_TASK BRIEF:_ Go line by line through the records below. Copy whichever lines contain the string "keys".
↓↓↓
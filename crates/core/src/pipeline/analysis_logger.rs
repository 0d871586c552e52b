use std::collections::HashMap;
use std::time::Instant;

/// Observer for analysis runs.
///
/// Use cases report through this instead of printing, so the CLI, a GUI
/// and tests can each watch a run in their own way.
pub trait AnalysisLogger: Send {
    /// Report frame-level progress.
    fn progress(&mut self, current: usize, total: usize);

    /// Record how long a named stage took for one frame.
    fn timing(&mut self, stage: &str, duration_ms: f64);

    /// Record a point-in-time metric (e.g. faces per frame).
    fn metric(&mut self, name: &str, value: f64);

    fn info(&mut self, message: &str);

    /// Something went wrong with a single frame or the run as a whole, but
    /// the run carries on.
    fn warn(&mut self, message: &str);

    /// Emit an end-of-run summary. Default: no-op.
    fn summary(&self) {}
}

/// Discards everything. Used by tests and embedders with their own progress.
pub struct NullAnalysisLogger;

impl AnalysisLogger for NullAnalysisLogger {
    fn progress(&mut self, _current: usize, _total: usize) {}
    fn timing(&mut self, _stage: &str, _duration_ms: f64) {}
    fn metric(&mut self, _name: &str, _value: f64) {}
    fn info(&mut self, _message: &str) {}
    fn warn(&mut self, _message: &str) {}
}

/// CLI logger: forwards to the `log` facade, keeps per-stage timings and
/// metrics, and prints a summary at the end.
///
/// Progress is only logged every `throttle_frames` frames, and not at all
/// once [`StdoutAnalysisLogger::without_progress`] hands it to the caller.
pub struct StdoutAnalysisLogger {
    throttle_frames: usize,
    log_progress: bool,
    timings: HashMap<String, Vec<f64>>,
    metrics: HashMap<String, Vec<f64>>,
    start_time: Instant,
    total_frames: usize,
    warnings: usize,
}

impl StdoutAnalysisLogger {
    pub fn new(throttle_frames: usize) -> Self {
        Self {
            throttle_frames: throttle_frames.max(1),
            log_progress: true,
            timings: HashMap::new(),
            metrics: HashMap::new(),
            start_time: Instant::now(),
            total_frames: 0,
            warnings: 0,
        }
    }

    /// Stops logging progress lines; frame totals are still tracked for the
    /// summary. For front ends that draw their own progress.
    pub fn without_progress(mut self) -> Self {
        self.log_progress = false;
        self
    }

    /// Returns the formatted summary string, or `None` if no data recorded.
    pub fn summary_string(&self) -> Option<String> {
        if self.timings.is_empty() && self.metrics.is_empty() {
            return None;
        }

        let elapsed_ms = self.start_time.elapsed().as_secs_f64() * 1000.0;
        let frames = self.total_frames;
        let mut lines = vec![format!(
            "Analysis summary ({frames} frames, {:.1}s total, {} warnings):",
            elapsed_ms / 1000.0,
            self.warnings
        )];

        let mut stages: Vec<_> = self.timings.keys().collect();
        stages.sort();
        for stage in stages {
            let durations = &self.timings[stage];
            let total_ms: f64 = durations.iter().sum();
            let avg_ms = mean(durations);
            lines.push(format!(
                "  {stage:12}: avg {avg_ms:6.1}ms  total {total_ms:7.0}ms"
            ));
        }

        let mut metric_names: Vec<_> = self.metrics.keys().collect();
        metric_names.sort();
        for name in metric_names {
            lines.push(format!("  {name}: avg {:.1}", mean(&self.metrics[name])));
        }

        if frames > 0 && elapsed_ms > 0.0 {
            let fps = frames as f64 / (elapsed_ms / 1000.0);
            lines.push(format!("  Throughput: {fps:.1} frames/s"));
        }

        Some(lines.join("\n"))
    }

    pub fn timings_for(&self, stage: &str) -> Option<&[f64]> {
        self.timings.get(stage).map(|v| v.as_slice())
    }

    pub fn metrics_for(&self, name: &str) -> Option<&[f64]> {
        self.metrics.get(name).map(|v| v.as_slice())
    }

    pub fn warning_count(&self) -> usize {
        self.warnings
    }
}

fn mean(values: &[f64]) -> f64 {
    if values.is_empty() {
        0.0
    } else {
        values.iter().sum::<f64>() / values.len() as f64
    }
}

impl Default for StdoutAnalysisLogger {
    fn default() -> Self {
        Self::new(10)
    }
}

impl AnalysisLogger for StdoutAnalysisLogger {
    fn progress(&mut self, current: usize, total: usize) {
        self.total_frames = total;
        let due = current % self.throttle_frames == 0 || current == total;
        if self.log_progress && total > 0 && due {
            let pct = current as f64 / total as f64 * 100.0;
            log::info!("Analyzing: {current}/{total} frames ({pct:.1}%)");
        }
    }

    fn timing(&mut self, stage: &str, duration_ms: f64) {
        self.timings
            .entry(stage.to_string())
            .or_default()
            .push(duration_ms);
    }

    fn metric(&mut self, name: &str, value: f64) {
        self.metrics
            .entry(name.to_string())
            .or_default()
            .push(value);
    }

    fn info(&mut self, message: &str) {
        log::info!("{message}");
    }

    fn warn(&mut self, message: &str) {
        self.warnings += 1;
        log::warn!("{message}");
    }

    fn summary(&self) {
        if let Some(text) = self.summary_string() {
            log::info!("\n\n{text}");
        }
    }
}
↑↑↑
_RESPONSE TO THIS EXERCISE:_
        let mut stages: Vec<_> = self.timings.keys().collect();
        let mut metric_names: Vec<_> = self.metrics.keys().collect();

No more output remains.